In Pennsylvania and Georgia, FiveThirtyEights top-rated pollster, New York Times/Siena, found no movement between its polling in August and its polling after the September debate. But it found a four-point swing toward Trump in North Carolina (from down two points to up two points) and a ten-point swing toward Trump in Arizona (from down five to up five). Meantime, Trafalgar, the pollster that found the most net movement toward Harris, is ranked 279 out of 282 in FiveThirtyEight’sratings.

Since the debate, Harris has gained about one point on net versus Trump in RealClearPolitics’s national polling average. That small bump is hardly indicative of a conclusive debate win, and national polling doesn’t necessarily convey who’s winning this race, anyway—for good reason.

Of course, the debate is not the only event that transpired between August and today. Indeed, many of the previously cited swing-state polls conducted their August polling before the Democratic National Convention. Given those polls’ lack of decisive movement in her favor, that just means that Harris hasn’t gained much, if any, ground in those states despite the combined effects of her convention and the debate.

Given all of this, perhaps American voters viewed the debate far differently than did the pundits. In this issues-versus-intangibles election, Harris’s answers may not have made voters any more comfortable with her domestic policies. Many commentators agreed that her answer to the debate’s first question, on inflation and the economy, was her weakest of the night. It began, “So, I was raised as a middle-class kid” and included little on how she would combat inflation; members of the Reuters focus group complained about her “vague” answers on economic topics. Trump constantly brought up illegal immigration, another topic on which Harris had little to say.

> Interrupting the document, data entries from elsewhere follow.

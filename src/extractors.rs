//! Extractors that answer malformed input with the crate's JSON error body
//! instead of axum's plain-text rejections.

use axum::{
    extract::{FromRequest, FromRequestParts, Request},
    http::request::Parts,
    response::{IntoResponse, Response},
};
use serde::{Serialize, de::DeserializeOwned};

use crate::error::AppError;

/// JSON body extractor / responder returning `AppError` on failure.
#[derive(Debug, Clone, Copy, Default)]
pub struct Json<T>(pub T);

impl<S, T> FromRequest<S> for Json<T>
where
    S: Send + Sync,
    T: DeserializeOwned,
{
    type Rejection = AppError;

    async fn from_request(req: Request, state: &S) -> Result<Self, Self::Rejection> {
        let result = axum::Json::<T>::from_request(req, state).await?;
        Ok(Json(result.0))
    }
}

impl<T> std::ops::Deref for Json<T> {
    type Target = T;

    fn deref(&self) -> &Self::Target {
        &self.0
    }
}

impl<T: Serialize> IntoResponse for Json<T> {
    fn into_response(self) -> Response {
        axum::Json(self.0).into_response()
    }
}

/// Query-string extractor returning `AppError` on failure.
#[derive(Debug, Clone, Copy, Default)]
pub struct Query<T>(pub T);

impl<S, T> FromRequestParts<S> for Query<T>
where
    S: Send + Sync,
    T: DeserializeOwned,
{
    type Rejection = AppError;

    async fn from_request_parts(parts: &mut Parts, state: &S) -> Result<Self, Self::Rejection> {
        let result = axum::extract::Query::<T>::from_request_parts(parts, state).await?;
        Ok(Query(result.0))
    }
}

/// Path extractor returning `AppError` on failure (e.g. `/admin/products/abc`).
#[derive(Debug, Clone, Copy, Default)]
pub struct Path<T>(pub T);

impl<S, T> FromRequestParts<S> for Path<T>
where
    S: Send + Sync,
    T: DeserializeOwned + Send,
{
    type Rejection = AppError;

    async fn from_request_parts(parts: &mut Parts, state: &S) -> Result<Self, Self::Rejection> {
        let result = axum::extract::Path::<T>::from_request_parts(parts, state).await?;
        Ok(Path(result.0))
    }
}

Similarly, the candidates’ foreign policy exchange may have done little to persuade voters of Harris’s aptitude. The vice president emphasized, for example, that she “actually met with Zelensky a few days before Russia invaded.” Trump replied, “She was the emissary. They sent her in to negotiate with Zelensky and Putin. And she did, and the war started three days later.” Whether or not Harris actually met with Putin, or just Zelensky, this exchange was one of Trump’s most effective moments of the night.

On the intangibles, Harris’s prosecutorial style—more focused on needling Trump than on conversing with voters—may have played poorly with many centrists. Her tone and body language might have come off as condescending and could have made her seem less likable than many voters had previously remembered. By contrast, voters likely saw or heard little from Trump that, for better or worse, they hadn’t already seen or heard.

There’s a difference between a high school debate competition and a presidential debate, in which candidates vie for swing voters’ support. The commentariat seems to have forgotten this in scoring the Trump-Harris debate. Harris was indeed the aggressor, didn’t lapse into as much word salad as predicted, and clearly got under Trump’s skin. But that doesn’t mean that she won the debate in the eyes of swing voters looking for answers to today’s pressing policy issues.